Referring to fig. 1 to 18, a light-guiding led mask device 100 according to an embodiment of the present invention includes a support portion 110, a light-emitting portion 120, a light-guiding portion 130, a reflecting portion 140, and a control portion 170. The light-guiding type led mask device 100 may further include a support mask portion 150 and a face mask portion 160.

The light-guiding led mask device 100 is a device that is worn on the front of the face and irradiates the skin with light irradiated from the led device. The light-guiding type light-emitting diode mask device 100 is configured such that the light-emitting unit 120 is disposed at a position corresponding to the outer side of the face with respect to the face, and the light is dispersed and irradiated by the light-guiding unit 130, whereby the entire light can be uniformly irradiated on the face. Therefore, the light-guiding type led mask device 100 does not cause a phenomenon that the visible light or the near infrared light which has been a problem in the past is relatively large to be irradiated to the skin in the region directly below the led light source, and the visible light or the near infrared light is relatively small to be irradiated to the skin in the region far from the led light source. On the other hand, the light-guiding type light-emitting diode mask device may use visible light or near infrared light, or may use both visible light and near infrared light.

The support 110 includes a front opening hole 111 and a rear insertion hole 112 to cover a head region 113. Also, the support part 110 may further include a plurality of device coupling holes 114. The support portion 110 may be formed of a synthetic resin material having a predetermined thickness. Also, the supporting part 110 may be formed of an opaque resin. The support 110 is formed in a shape corresponding to the entire face of the head and a part of the front side of the head. The support 110 may enable the led mask device 100 to be worn on a face portion of a head and a part of the head.
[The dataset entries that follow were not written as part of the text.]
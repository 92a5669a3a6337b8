//! Matching windows for m/z and retention time comparisons.

use serde::{Deserialize, Serialize};

/// An m/z matching window combining an absolute width with a
/// parts-per-million width. The wider of the two wins at any given m/z, so
/// the window behaves sensibly at both ends of the mass range.
#[derive(Debug, Clone, Copy, PartialEq, Serialize, Deserialize)]
pub struct MzTolerance {
    /// Absolute half-window, in m/z units
    pub absolute: f64,
    /// Relative half-window, in parts-per-million
    pub ppm: f64,
}

impl MzTolerance {
    pub fn new(absolute: f64, ppm: f64) -> Self {
        Self { absolute, ppm }
    }

    /// The half-window width centered on `mz`
    pub fn window(&self, mz: f64) -> f64 {
        (mz * self.ppm * 1e-6).max(self.absolute)
    }

    /// The interval `[low, high]` of values matching `mz`
    pub fn bounds(&self, mz: f64) -> (f64, f64) {
        let width = self.window(mz);
        (mz - width, mz + width)
    }

    /// Test whether `other` falls within the window centered on `value`
    pub fn contains(&self, value: f64, other: f64) -> bool {
        (value - other).abs() <= self.window(value)
    }
}

/// A retention time matching window. The fixed form uses `value` as the
/// half-window everywhere; the adaptive form widens it proportionally with
/// elapsed run time, `|rt| * value`.
#[derive(Debug, Clone, Copy, PartialEq, Serialize, Deserialize)]
pub struct RtTolerance {
    /// Half-window in retention time units, or the widening factor when
    /// adaptive
    pub value: f64,
    /// Whether the window grows with retention time
    pub adaptive: bool,
}

impl RtTolerance {
    pub fn new(value: f64, adaptive: bool) -> Self {
        Self { value, adaptive }
    }

    /// The half-window width centered on `rt`
    pub fn window(&self, rt: f64) -> f64 {
        if self.adaptive {
            rt.abs() * self.value
        } else {
            self.value
        }
    }

    /// The half-window ignoring any adaptive widening. Model-fit residual
    /// bounds are scaled against this rather than a moving target.
    pub fn nominal_window(&self) -> f64 {
        self.value
    }

    /// The interval `[low, high]` of values matching `rt`
    pub fn bounds(&self, rt: f64) -> (f64, f64) {
        let width = self.window(rt);
        (rt - width, rt + width)
    }

    /// Test whether `other` falls within the window centered on `value`
    pub fn contains(&self, value: f64, other: f64) -> bool {
        (value - other).abs() <= self.window(value)
    }
}
//! The in-memory feature table model.
//!
//! A [`FeatureTable`] is the full set of features detected in one sample
//! run: an ordered sequence of [`FeatureTableRow`]s plus the schema of
//! columns those rows populate. Tables are read-only inputs to alignment
//! and immutable once an aligner returns one.

use std::collections::BTreeSet;
use std::ops::Index;

use mzpeaks::CentroidPeak;

use crate::annotation::IonAnnotation;

/// The columns a feature table can carry. A table's schema is the set of
/// columns populated by at least one of its rows.
#[derive(Debug, Clone, Copy, PartialEq, Eq, PartialOrd, Ord, Hash)]
pub enum ColumnKind {
    Mz,
    Rt,
    Charge,
    IonAnnotations,
    Peak,
}

/// One detected analyte occurrence in a single run.
#[derive(Debug, Default, Clone, PartialEq)]
pub struct FeatureTableRow {
    /// Identifier within the owning table
    pub id: u32,
    pub mz: f64,
    /// Retention time; the unit (seconds or minutes) is fixed by the caller
    /// and must agree across all tables in one alignment
    pub rt: f32,
    pub charge: Option<i32>,
    pub annotations: Vec<IonAnnotation>,
    /// The representative data point backing this feature, when retained
    pub peak: Option<CentroidPeak>,
}

impl FeatureTableRow {
    pub fn new(id: u32, mz: f64, rt: f32) -> Self {
        Self {
            id,
            mz,
            rt,
            ..Default::default()
        }
    }

    pub fn with_charge(mut self, charge: i32) -> Self {
        self.charge = Some(charge);
        self
    }

    pub fn with_annotation(mut self, annotation: IonAnnotation) -> Self {
        self.annotations.push(annotation);
        self
    }

    pub fn with_peak(mut self, peak: CentroidPeak) -> Self {
        self.peak = Some(peak);
        self
    }

    /// The columns this row populates
    pub fn columns(&self) -> impl Iterator<Item = ColumnKind> + '_ {
        [
            Some(ColumnKind::Mz),
            Some(ColumnKind::Rt),
            self.charge.map(|_| ColumnKind::Charge),
            (!self.annotations.is_empty()).then_some(ColumnKind::IonAnnotations),
            self.peak.as_ref().map(|_| ColumnKind::Peak),
        ]
        .into_iter()
        .flatten()
    }
}

/// A read-only, row-shaped view the matcher can work over, regardless of
/// whether the underlying storage is a source row, a merged row, or a
/// borrowed row with an overlaid coordinate.
pub trait RowLike {
    fn mz(&self) -> f64;
    fn rt(&self) -> f32;
    fn charge(&self) -> Option<i32>;
    fn annotations(&self) -> &[IonAnnotation];

    /// Whether any annotation description is shared with `other`
    fn shares_annotation<T: RowLike + ?Sized>(&self, other: &T) -> bool {
        self.annotations().iter().any(|a| {
            other
                .annotations()
                .iter()
                .any(|b| a.description == b.description)
        })
    }
}

impl RowLike for FeatureTableRow {
    fn mz(&self) -> f64 {
        self.mz
    }

    fn rt(&self) -> f32 {
        self.rt
    }

    fn charge(&self) -> Option<i32> {
        self.charge
    }

    fn annotations(&self) -> &[IonAnnotation] {
        &self.annotations
    }
}

/// A borrowed row whose retention time has been overlaid by a fitted
/// correction. Used for the corrected-RT re-matching pass.
#[derive(Debug, Clone, Copy)]
pub struct CorrectedRow<'a> {
    row: &'a FeatureTableRow,
    rt: f32,
}

impl<'a> CorrectedRow<'a> {
    pub fn new(row: &'a FeatureTableRow, rt: f32) -> Self {
        Self { row, rt }
    }

    pub fn inner(&self) -> &'a FeatureTableRow {
        self.row
    }
}

impl RowLike for CorrectedRow<'_> {
    fn mz(&self) -> f64 {
        self.row.mz
    }

    fn rt(&self) -> f32 {
        self.rt
    }

    fn charge(&self) -> Option<i32> {
        self.row.charge
    }

    fn annotations(&self) -> &[IonAnnotation] {
        &self.row.annotations
    }
}

/// The full set of features detected in one sample run.
#[derive(Debug, Default, Clone, PartialEq)]
pub struct FeatureTable {
    name: String,
    rows: Vec<FeatureTableRow>,
    columns: BTreeSet<ColumnKind>,
}

impl FeatureTable {
    pub fn new<S: Into<String>>(name: S) -> Self {
        Self {
            name: name.into(),
            rows: Vec::new(),
            columns: BTreeSet::new(),
        }
    }

    pub fn with_rows<S: Into<String>>(name: S, rows: Vec<FeatureTableRow>) -> Self {
        let mut table = Self::new(name);
        for row in rows {
            table.push_row(row);
        }
        table
    }

    pub fn name(&self) -> &str {
        &self.name
    }

    pub fn rows(&self) -> &[FeatureTableRow] {
        &self.rows
    }

    /// The union of columns populated by this table's rows, plus any added
    /// explicitly
    pub fn columns(&self) -> &BTreeSet<ColumnKind> {
        &self.columns
    }

    /// Record `kind` in the schema even if no current row populates it
    pub fn add_column(&mut self, kind: ColumnKind) {
        self.columns.insert(kind);
    }

    /// Append `row`, folding the columns it populates into the schema
    pub fn push_row(&mut self, row: FeatureTableRow) {
        self.columns.extend(row.columns());
        self.rows.push(row);
    }

    pub fn len(&self) -> usize {
        self.rows.len()
    }

    pub fn is_empty(&self) -> bool {
        self.rows.is_empty()
    }

    pub fn iter(&self) -> std::slice::Iter<'_, FeatureTableRow> {
        self.rows.iter()
    }

    /// The rows satisfying an arbitrary predicate. Any `FnMut(&FeatureTableRow) -> bool`
    /// may be supplied; selection logic is injected rather than subclassed.
    pub fn rows_matching<'a, F>(
        &'a self,
        mut predicate: F,
    ) -> impl Iterator<Item = &'a FeatureTableRow> + 'a
    where
        F: FnMut(&FeatureTableRow) -> bool + 'a,
    {
        self.rows.iter().filter(move |&row| predicate(row))
    }
}

impl Index<usize> for FeatureTable {
    type Output = FeatureTableRow;

    fn index(&self, index: usize) -> &Self::Output {
        &self.rows[index]
    }
}

impl<'a> IntoIterator for &'a FeatureTable {
    type Item = &'a FeatureTableRow;
    type IntoIter = std::slice::Iter<'a, FeatureTableRow>;

    fn into_iter(self) -> Self::IntoIter {
        self.rows.iter()
    }
}

#[cfg(test)]
mod test {
    use super::*;

    fn make_table() -> FeatureTable {
        FeatureTable::with_rows(
            "run 1",
            vec![
                FeatureTableRow::new(0, 720.5551, 10.5)
                    .with_annotation(IonAnnotation::new("PE(17:0/17:0)")),
                FeatureTableRow::new(1, 746.5708, 11.2).with_charge(1),
                FeatureTableRow::new(2, 552.5036, 9.05),
            ],
        )
    }

    #[test]
    fn test_schema_union_over_rows() {
        let table = make_table();
        let columns = table.columns();
        assert!(columns.contains(&ColumnKind::Mz));
        assert!(columns.contains(&ColumnKind::Rt));
        assert!(columns.contains(&ColumnKind::Charge));
        assert!(columns.contains(&ColumnKind::IonAnnotations));
        assert!(!columns.contains(&ColumnKind::Peak));
    }

    #[test]
    fn test_rows_matching_predicate() {
        let table = make_table();
        let charged: Vec<_> = table.rows_matching(|row| row.charge.is_some()).collect();
        assert_eq!(charged.len(), 1);
        assert_eq!(charged[0].id, 1);

        let heavy = table.rows_matching(|row| row.mz > 700.0).count();
        assert_eq!(heavy, 2);
    }

    #[test]
    fn test_corrected_row_overlays_rt_only() {
        let table = make_table();
        let corrected = CorrectedRow::new(&table[0], 10.62);
        assert_eq!(corrected.rt(), 10.62);
        assert_eq!(corrected.mz(), table[0].mz);
        assert_eq!(corrected.annotations().len(), 1);
        assert_eq!(corrected.inner().rt, 10.5);
    }
}
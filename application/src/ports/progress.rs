//! Progress notification port
//!
//! Defines the interface for reporting progress during a council run.

use council_domain::{ModeSelection, Phase, ProviderId, Role, TriageDecision};

/// Callback for progress updates during a council run
///
/// Implementations live in the presentation layer and can display
/// progress in various ways (progress bars, plain lines, nothing).
pub trait ProgressNotifier: Send + Sync {
    /// Called once the mode is fixed, before any participant is invoked
    fn on_mode_selected(&self, _selection: &ModeSelection) {}

    /// Called when a phase starts
    fn on_phase_start(&self, phase: &Phase, total_tasks: usize);

    /// Called when a participant settles within a phase.
    ///
    /// `provider` is the provider that produced the draft, if any.
    fn on_task_complete(&self, phase: &Phase, role: Role, provider: Option<&ProviderId>, success: bool);

    /// Called when a phase completes
    fn on_phase_complete(&self, phase: &Phase);

    /// Called after triage (adversarial mode)
    fn on_triage(&self, _decision: &TriageDecision) {}
}

/// No-op progress notifier for when progress reporting is not needed
pub struct NoProgress;

impl ProgressNotifier for NoProgress {
    fn on_phase_start(&self, _phase: &Phase, _total_tasks: usize) {}
    fn on_task_complete(
        &self,
        _phase: &Phase,
        _role: Role,
        _provider: Option<&ProviderId>,
        _success: bool,
    ) {
    }
    fn on_phase_complete(&self, _phase: &Phase) {}
}
//! Task value object

use crate::core::error::DomainError;
use serde::{Deserialize, Serialize};

/// A request to be answered by the council (Value Object)
///
/// Immutable once a run starts; every phase reads the same text.
#[derive(Debug, Clone, PartialEq, Eq, Serialize, Deserialize)]
#[serde(transparent)]
pub struct Task {
    content: String,
}

impl Task {
    /// Create a new task, rejecting empty or whitespace-only text
    pub fn new(content: impl Into<String>) -> Result<Self, DomainError> {
        let content = content.into();
        if content.trim().is_empty() {
            return Err(DomainError::EmptyTask);
        }
        Ok(Self { content })
    }

    /// Get the task content
    pub fn content(&self) -> &str {
        &self.content
    }
}

impl std::fmt::Display for Task {
    fn fmt(&self, f: &mut std::fmt::Formatter<'_>) -> std::fmt::Result {
        write!(f, "{}", self.content)
    }
}

impl TryFrom<&str> for Task {
    type Error = DomainError;

    fn try_from(s: &str) -> Result<Self, Self::Error> {
        Task::new(s)
    }
}

impl TryFrom<String> for Task {
    type Error = DomainError;

    fn try_from(s: String) -> Result<Self, Self::Error> {
        Task::new(s)
    }
}

#[cfg(test)]
mod tests {
    use super::*;

    #[test]
    fn test_task_creation() {
        let task = Task::new("design a caching layer").unwrap();
        assert_eq!(task.content(), "design a caching layer");
    }

    #[test]
    fn test_empty_task_rejected() {
        assert_eq!(Task::new(""), Err(DomainError::EmptyTask));
        assert_eq!(Task::new("   \n"), Err(DomainError::EmptyTask));
    }

    #[test]
    fn test_try_from_str() {
        let task: Task = "REST or gRPC?".try_into().unwrap();
        assert_eq!(task.to_string(), "REST or gRPC?");
    }
}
The support portion 110 may support and couple with the control portion 170 at the outside.

The front opening hole 111 is formed by opening an area corresponding to the entire shape of the face in the support portion 110. The front opening hole 111 provides a region where the light guide 130 is combined. A placement portion 115 such as a placement table or a placement plate for placing the light emitting portion 120 may be provided at an end of the front open hole 111.

The rear insertion hole 112 is formed by opening a region corresponding to a part of the front face and the head on the support portion 110. The rear insertion hole 112 provides a way for the front side of the face and head to be inserted when the led mask device 100 is worn.

The head covering region 113 is located at a position corresponding to a portion of the front side of the head, between the upper portion of the front open hole 111 and the upper portion of the rear insertion hole 112. The head covering region 113 surrounds a portion of the front side of the head.

The device bonding holes 114 penetrate the upper and lower surfaces of the head covering region 113. The device bonding holes 114 may be formed in plural numbers and may be spaced apart from each other to be distributed in the head covering region 113.

The light emitting unit 120 includes a light-guiding light emitting module 121. The light emitting unit 120 may include a direct type light emitting module 125. The light emitting unit 120 generates visible light or near infrared light.

The light-guiding light-emitting module 121 includes a light-guiding substrate 122 and a light-guiding led device 123. The light-guiding light-emitting module 121 may be formed in a plurality and may be formed in a belt shape. The light-guiding light-emitting module 121 may be formed in a linear shape or a curved shape as a whole. That is, the light-guiding type light-emitting module 121 may be formed in a straight shape 121a or a curved shape 121b according to a shape attached to the outer circumferential surface of the front opening hole 111. The light-guiding light-emitting module 121 is coupled to the outer peripheral surface of the front opening 111 of the support 110. The light guide type light guide module irradiates the outer surface of the light guide 130 coupled to the front opening hole 111 with visible light or near infrared light. Further, the light-guiding type light-emitting module 121 may simultaneously radiate visible light and near infrared light.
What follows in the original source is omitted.